• [TASK PROMPT]: Lines from the one containing "async fn down(&self, manager: &SchemaManager)" to the end of the entries below must be reproduced exactly, with both end lines kept and no other line added.
Top of INPUT
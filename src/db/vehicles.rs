//! Database queries for vehicles.

use sea_orm::{ActiveModelTrait, EntityTrait, PaginatorTrait, QueryOrder, Set};

use crate::entity::vehicle::{self, ActiveModel, Entity as Vehicle};
use crate::error::{AppError, AppResult};

use super::DbPool;

impl DbPool {
    /// List every vehicle ordered by plate.
    pub async fn list_vehicles(&self) -> AppResult<Vec<vehicle::Model>> {
        let result = Vehicle::find()
            .order_by_asc(vehicle::Column::Plate)
            .all(self.connection())
            .await
            .map_err(|e| AppError::Database(format!("Failed to list vehicles: {}", e)))?;

        Ok(result)
    }

    pub async fn get_vehicle(&self, id: &str) -> AppResult<Option<vehicle::Model>> {
        let result = Vehicle::find_by_id(id.to_string())
            .one(self.connection())
            .await
            .map_err(|e| AppError::Database(format!("Failed to get vehicle: {}", e)))?;

        Ok(result)
    }

    pub async fn count_vehicles(&self) -> AppResult<u64> {
        let count = Vehicle::find()
            .count(self.connection())
            .await
            .map_err(|e| AppError::Database(format!("Failed to count vehicles: {}", e)))?;

        Ok(count)
    }

    pub async fn insert_vehicle(
        &self,
        id: &str,
        model: &str,
        plate: &str,
        vehicle_type: &str,
    ) -> AppResult<vehicle::Model> {
        let active = ActiveModel {
            id: Set(id.to_string()),
            model: Set(model.to_string()),
            plate: Set(plate.to_string()),
            vehicle_type: Set(vehicle_type.to_string()),
        };

        let result = active
            .insert(self.connection())
            .await
            .map_err(|e| AppError::Database(format!("Failed to insert vehicle: {}", e)))?;

        Ok(result)
    }
}
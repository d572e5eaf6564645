//! Shared API key check for the `/api/v1` surface.

mod extractor;

use secrecy::{ExposeSecret, SecretString};
use subtle::ConstantTimeEq;

pub use extractor::ApiKeyAuth;

pub const MSG_INVALID_API_KEY: &str = "Invalid or missing API key";

/// The configured `X-API-Key` secret. An empty configuration disables the check.
#[derive(Clone)]
pub struct ApiKeyGuard(Option<SecretString>);

impl ApiKeyGuard {
    pub fn new(configured: &str) -> Self {
        let configured = configured.trim();
        if configured.is_empty() {
            Self(None)
        } else {
            Self(Some(SecretString::from(configured.to_string())))
        }
    }

    pub fn is_enabled(&self) -> bool {
        self.0.is_some()
    }

    /// Whether a request carrying `provided` may pass.
    ///
    /// `ct_eq` returns false for unequal lengths without an early exit.
    pub fn verify(&self, provided: Option<&str>) -> bool {
        match (&self.0, provided) {
            (None, _) => true,
            (Some(expected), Some(provided)) => expected
                .expose_secret()
                .as_bytes()
                .ct_eq(provided.as_bytes())
                .into(),
            (Some(_), None) => false,
        }
    }
}

impl std::fmt::Debug for ApiKeyGuard {
    fn fmt(&self, f: &mut std::fmt::Formatter<'_>) -> std::fmt::Result {
        match &self.0 {
            Some(_) => write!(f, "ApiKeyGuard([REDACTED])"),
            None => write!(f, "ApiKeyGuard(disabled)"),
        }
    }
}
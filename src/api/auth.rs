//! Operator login.

use actix_web::{HttpResponse, web};

use crate::auth::ApiKeyAuth;
use crate::db::DbPool;
use crate::error::{AppError, AppResult};
use crate::models::{LoginRequest, LoginResponse, envelope};
use crate::services::password::verify_login;

/// Same message for unknown user and wrong password.
pub const MSG_INVALID_CREDENTIALS: &str = "Credenziali non valide";

/// Log in with username and password.
#[utoipa::path(
    post,
    path = "/api/v1/auth/login",
    tag = "Auth",
    request_body = LoginRequest,
    responses(
        (status = 200, description = "Credentials accepted", body = LoginResponse),
        (status = 400, description = "Invalid credentials", body = crate::models::ErrorEnvelope),
        (status = 403, description = "Invalid or missing API key", body = crate::models::ErrorEnvelope),
    ),
    security(
        ("api_key" = [])
    )
)]
pub async fn login(
    _auth: ApiKeyAuth,
    pool: web::Data<DbPool>,
    body: web::Json<LoginRequest>,
) -> AppResult<HttpResponse> {
    let LoginRequest { username, password } = body.into_inner();

    let user = pool.find_user_by_username(&username).await?;

    // Argon2 is CPU-bound; keep it off the async workers. Unknown users
    // still pay for one verification.
    let stored_hash = user.as_ref().map(|u| u.password_hash.clone());
    let verified = web::block(move || verify_login(&password, stored_hash.as_deref()))
        .await
        .map_err(|e| AppError::Internal(format!("Password verification failed: {}", e)))?;

    let Some(user) = user.filter(|_| verified) else {
        return Err(AppError::InvalidInput(MSG_INVALID_CREDENTIALS.to_string()));
    };

    Ok(envelope::ok(LoginResponse {
        user_id: user.id,
        username: user.username,
    }))
}

pub fn configure_routes(cfg: &mut web::ServiceConfig) {
    cfg.service(web::resource("/auth/login").route(web::post().to(login)));
}
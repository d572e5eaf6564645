//! Database queries for analysis results and their damages.
//!
//! A session owns at most one analysis row (unique `session_id`). Starting a
//! new run resets that row instead of adding another.

use chrono::Utc;
use sea_orm::{
    ActiveModelTrait, ColumnTrait, ConnectionTrait, EntityTrait, QueryFilter, QueryOrder, Set,
    TransactionTrait,
};
use serde_json::json;
use uuid::Uuid;

use crate::entity::analysis_result::{self, Entity as AnalysisResult};
use crate::entity::damage::{self, Entity as Damage};
use crate::error::{AppError, AppResult};
use crate::models::{AnalysisStatus, DamageRecord};

use super::DbPool;

impl DbPool {
    /// Create or reset the session's analysis row in `processing` state.
    pub async fn begin_analysis(&self, session_id: &str) -> AppResult<analysis_result::Model> {
        let txn = self
            .connection()
            .begin()
            .await
            .map_err(|e| AppError::Database(format!("Failed to begin transaction: {}", e)))?;

        let existing = AnalysisResult::find()
            .filter(analysis_result::Column::SessionId.eq(session_id))
            .one(&txn)
            .await
            .map_err(|e| AppError::Database(format!("Failed to get analysis: {}", e)))?;

        let model = match existing {
            Some(previous) => {
                Damage::delete_many()
                    .filter(damage::Column::AnalysisId.eq(previous.id.as_str()))
                    .exec(&txn)
                    .await
                    .map_err(|e| AppError::Database(format!("Failed to clear damages: {}", e)))?;

                let mut active: analysis_result::ActiveModel = previous.into();
                active.status = Set(AnalysisStatus::Processing.as_str().to_string());
                active.created_at = Set(Utc::now());
                active.completed_at = Set(None);
                active.raw_response = Set(None);
                active
                    .update(&txn)
                    .await
                    .map_err(|e| AppError::Database(format!("Failed to reset analysis: {}", e)))?
            }
            None => analysis_result::ActiveModel {
                id: Set(Uuid::new_v4().to_string()),
                session_id: Set(session_id.to_string()),
                status: Set(AnalysisStatus::Processing.as_str().to_string()),
                created_at: Set(Utc::now()),
                completed_at: Set(None),
                raw_response: Set(None),
            }
            .insert(&txn)
            .await
            .map_err(|e| AppError::Database(format!("Failed to insert analysis: {}", e)))?,
        };

        txn.commit()
            .await
            .map_err(|e| AppError::Database(format!("Failed to commit transaction: {}", e)))?;

        Ok(model)
    }

    /// Store the validated damages and mark the analysis completed.
    pub async fn complete_analysis(
        &self,
        analysis_id: &str,
        damages: &[DamageRecord],
    ) -> AppResult<()> {
        let raw_response = serde_json::to_string(&json!({ "damages": damages }))
            .map_err(|e| AppError::Internal(format!("Failed to encode damages: {}", e)))?;

        let txn = self
            .connection()
            .begin()
            .await
            .map_err(|e| AppError::Database(format!("Failed to begin transaction: {}", e)))?;

        if !damages.is_empty() {
            let rows = damages.iter().map(|d| damage::ActiveModel {
                id: Set(Uuid::new_v4().to_string()),
                analysis_id: Set(analysis_id.to_string()),
                damage_type: Set(d.damage_type.as_str().to_string()),
                severity: Set(d.severity.as_str().to_string()),
                zone: Set(d.zone.as_str().to_string()),
                description: Set(d.description.clone()),
                bounding_box: Set(None),
            });

            Damage::insert_many(rows)
                .exec(&txn)
                .await
                .map_err(|e| AppError::Database(format!("Failed to insert damages: {}", e)))?;
        }

        finish_analysis_on(&txn, analysis_id, AnalysisStatus::Completed, raw_response).await?;

        txn.commit()
            .await
            .map_err(|e| AppError::Database(format!("Failed to commit transaction: {}", e)))?;

        Ok(())
    }

    /// Mark the analysis failed with an already-redacted message.
    pub async fn fail_analysis(&self, analysis_id: &str, message: &str) -> AppResult<()> {
        let raw_response = serde_json::to_string(&json!({ "error": message }))
            .map_err(|e| AppError::Internal(format!("Failed to encode error: {}", e)))?;

        finish_analysis_on(
            self.connection(),
            analysis_id,
            AnalysisStatus::Error,
            raw_response,
        )
        .await
    }

    pub async fn get_analysis_for_session(
        &self,
        session_id: &str,
    ) -> AppResult<Option<analysis_result::Model>> {
        let result = AnalysisResult::find()
            .filter(analysis_result::Column::SessionId.eq(session_id))
            .order_by_desc(analysis_result::Column::CreatedAt)
            .one(self.connection())
            .await
            .map_err(|e| AppError::Database(format!("Failed to get analysis: {}", e)))?;

        Ok(result)
    }

    /// Analysis rows for a batch of sessions, for list views.
    pub async fn get_analyses_for_sessions(
        &self,
        session_ids: &[String],
    ) -> AppResult<Vec<analysis_result::Model>> {
        if session_ids.is_empty() {
            return Ok(Vec::new());
        }

        let result = AnalysisResult::find()
            .filter(analysis_result::Column::SessionId.is_in(session_ids.iter().cloned()))
            .all(self.connection())
            .await
            .map_err(|e| AppError::Database(format!("Failed to list analyses: {}", e)))?;

        Ok(result)
    }

    pub async fn get_damages(&self, analysis_id: &str) -> AppResult<Vec<damage::Model>> {
        self.get_damages_for_analyses(&[analysis_id.to_string()])
            .await
    }

    pub async fn get_damages_for_analyses(
        &self,
        analysis_ids: &[String],
    ) -> AppResult<Vec<damage::Model>> {
        if analysis_ids.is_empty() {
            return Ok(Vec::new());
        }

        let result = Damage::find()
            .filter(damage::Column::AnalysisId.is_in(analysis_ids.iter().cloned()))
            .all(self.connection())
            .await
            .map_err(|e| AppError::Database(format!("Failed to get damages: {}", e)))?;

        Ok(result)
    }
}

/// Stamp a terminal status on an analysis row.
async fn finish_analysis_on<C: ConnectionTrait>(
    db: &C,
    analysis_id: &str,
    status: AnalysisStatus,
    raw_response: String,
) -> AppResult<()> {
    let active = analysis_result::ActiveModel {
        id: Set(analysis_id.to_string()),
        status: Set(status.as_str().to_string()),
        completed_at: Set(Some(Utc::now())),
        raw_response: Set(Some(raw_response)),
        ..Default::default()
    };

    active
        .update(db)
        .await
        .map_err(|e| AppError::Database(format!("Failed to update analysis: {}", e)))?;

    Ok(())
}
//! Create vehicles table.

use sea_orm_migration::prelude::*;

#[derive(DeriveMigrationName)]
pub struct Migration;

#[async_trait::async_trait]
impl MigrationTrait for Migration {
    async fn up(&self, manager: &SchemaManager) -> Result<(), DbErr> {
        manager
            .create_table(
                Table::create()
                    .table(Vehicles::Table)
                    .if_not_exists()
                    .col(ColumnDef::new(Vehicles::Id).string().not_null().primary_key())
                    .col(ColumnDef::new(Vehicles::Model).string().not_null())
                    .col(
                        ColumnDef::new(Vehicles::Plate)
                            .string()
                            .not_null()
                            .unique_key(),
                    )
                    .col(ColumnDef::new(Vehicles::Type).string().not_null())
                    .to_owned(),
            )
            .await
    }

    async fn down(&self, manager: &SchemaManager) -> Result<(), DbErr> {
        manager
            .drop_table(Table::drop().table(Vehicles::Table).to_owned())
            .await
    }
}

#[derive(DeriveIden)]
pub enum Vehicles {
    Table,
    Id,
    Model,
    Plate,
    Type,
}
Bottom of INPUT
• [RESPONSE BELOW]:
    async fn down(&self, manager: &SchemaManager) -> Result<(), DbErr> {
        manager
            .drop_table(Table::drop().table(Vehicles::Table).to_owned())
            .await
    }
}

#[derive(DeriveIden)]
pub enum Vehicles {
    Table,
    Id,
    Model,
    Plate,
    Type,
}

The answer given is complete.